> [Your task] Output the data that follows, keeping every line identical.

== Listed entries

//! Service info endpoint

use reqwest::{Method, StatusCode};
use tracing::{debug, info};
use wms_core::dto::service::ServiceInfo;

use crate::error::{MonitorError, Result};
use crate::{SERVICE_INFO_ENDPOINT, WmsClient};

impl WmsClient {
    /// Verify the server is reachable and in `running` state
    ///
    /// This is fail-fast: a non-200 answer is [`MonitorError::Unreachable`],
    /// and any reported state other than `running` is
    /// [`MonitorError::NotReady`].
    ///
    /// # Returns
    /// The decoded service info
    pub async fn verify_service(&self) -> Result<ServiceInfo> {
        let url = self.endpoint_url(SERVICE_INFO_ENDPOINT);
        debug!("Checking service info at {}", url);

        let response = self.request(Method::GET, &url).send().await?;
        let status = response.status();

        if status != StatusCode::OK {
            return Err(MonitorError::Unreachable {
                address: self.base_url.clone(),
                status: status.as_u16(),
            });
        }

        let info: ServiceInfo = response
            .json()
            .await
            .map_err(|e| MonitorError::malformed(SERVICE_INFO_ENDPOINT, e.to_string()))?;

        if !info.is_running() {
            return Err(MonitorError::NotReady {
                address: self.base_url.clone(),
                state: info.status.clone().unwrap_or_else(|| "unknown".to_string()),
            });
        }

        info!("Server {} is running", self.base_url);
        Ok(info)
    }
}
//! Host-facing monitoring provider
//!
//! Ties the client calls together in the order the server expects them:
//! service verification, then workflow registration, then one status update
//! per log event. A [`WorkflowMonitor`] only exists once a session does, so no
//! event can be sent before registration has succeeded.

use async_trait::async_trait;
use tracing::info;
use wms_core::domain::event::LogEvent;
use wms_core::domain::session::{RunMetadata, RunParameters, WorkflowSession};

use crate::WmsClient;
use crate::error::Result;

/// Receiver of log events emitted by a workflow engine
#[async_trait]
pub trait LogHandler: Send + Sync {
    /// Handles one log event
    ///
    /// # Arguments
    /// * `event` - The log event to handle
    async fn handle(&self, event: LogEvent) -> Result<()>;
}

/// An established monitoring session with a WMS server
#[derive(Debug, Clone)]
pub struct WorkflowMonitor {
    client: WmsClient,
    session: WorkflowSession,
}

impl WorkflowMonitor {
    /// Verify the server and register the workflow
    ///
    /// # Arguments
    /// * `client` - Client for the monitoring server
    /// * `metadata` - Command and directory of the run
    /// * `params` - Named run parameters, including the workflow name
    pub async fn start(
        client: WmsClient,
        metadata: &RunMetadata,
        params: &RunParameters,
    ) -> Result<Self> {
        client.verify_service().await?;
        let session = client.create_or_retrieve_workflow(metadata, params).await?;

        info!(
            "Session established: workflow_id={}, server={}",
            session.workflow_id, session.server_address
        );

        Ok(Self { client, session })
    }

    pub fn session(&self) -> &WorkflowSession {
        &self.session
    }

    /// Send a log event to the server
    pub async fn log_handler(&self, event: &LogEvent) -> Result<()> {
        self.client.report_status(&self.session, event).await
    }
}

#[async_trait]
impl LogHandler for WorkflowMonitor {
    async fn handle(&self, event: LogEvent) -> Result<()> {
        self.log_handler(&event).await
    }
}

====

> [Task response]
//! Service info endpoint

use reqwest::{Method, StatusCode};
use tracing::{debug, info};
use wms_core::dto::service::ServiceInfo;

use crate::error::{MonitorError, Result};
use crate::{SERVICE_INFO_ENDPOINT, WmsClient};

impl WmsClient {
    /// Verify the server is reachable and in `running` state
    ///
    /// This is fail-fast: a non-200 answer is [`MonitorError::Unreachable`],
    /// and any reported state other than `running` is
    /// [`MonitorError::NotReady`].
    ///
    /// # Returns
    /// The decoded service info
    pub async fn verify_service(&self) -> Result<ServiceInfo> {
        let url = self.endpoint_url(SERVICE_INFO_ENDPOINT);
        debug!("Checking service info at {}", url);

        let response = self.request(Method::GET, &url).send().await?;
        let status = response.status();

        if status != StatusCode::OK {
            return Err(MonitorError::Unreachable {
                address: self.base_url.clone(),
                status: status.as_u16(),
            });
        }

        let info: ServiceInfo = response
            .json()
            .await
            .map_err(|e| MonitorError::malformed(SERVICE_INFO_ENDPOINT, e.to_string()))?;

        if !info.is_running() {
            return Err(MonitorError::NotReady {
                address: self.base_url.clone(),
                state: info.status.clone().unwrap_or_else(|| "unknown".to_string()),
            });
        }

        info!("Server {} is running", self.base_url);
        Ok(info)
    }
}
//! Host-facing monitoring provider
//!
//! Ties the client calls together in the order the server expects them:
//! service verification, then workflow registration, then one status update
//! per log event. A [`WorkflowMonitor`] only exists once a session does, so no
//! event can be sent before registration has succeeded.

use async_trait::async_trait;
use tracing::info;
use wms_core::domain::event::LogEvent;
use wms_core::domain::session::{RunMetadata, RunParameters, WorkflowSession};

use crate::WmsClient;
use crate::error::Result;

/// Receiver of log events emitted by a workflow engine
#[async_trait]
pub trait LogHandler: Send + Sync {
    /// Handles one log event
    ///
    /// # Arguments
    /// * `event` - The log event to handle
    async fn handle(&self, event: LogEvent) -> Result<()>;
}

/// An established monitoring session with a WMS server
#[derive(Debug, Clone)]
pub struct WorkflowMonitor {
    client: WmsClient,
    session: WorkflowSession,
}

impl WorkflowMonitor {
    /// Verify the server and register the workflow
    ///
    /// # Arguments
    /// * `client` - Client for the monitoring server
    /// * `metadata` - Command and directory of the run
    /// * `params` - Named run parameters, including the workflow name
    pub async fn start(
        client: WmsClient,
        metadata: &RunMetadata,
        params: &RunParameters,
    ) -> Result<Self> {
        client.verify_service().await?;
        let session = client.create_or_retrieve_workflow(metadata, params).await?;

        info!(
            "Session established: workflow_id={}, server={}",
            session.workflow_id, session.server_address
        );

        Ok(Self { client, session })
    }

    pub fn session(&self) -> &WorkflowSession {
        &self.session
    }

    /// Send a log event to the server
    pub async fn log_handler(&self, event: &LogEvent) -> Result<()> {
        self.client.report_status(&self.session, event).await
    }
}

#[async_trait]
impl LogHandler for WorkflowMonitor {
    async fn handle(&self, event: LogEvent) -> Result<()> {
        self.log_handler(&event).await
    }
}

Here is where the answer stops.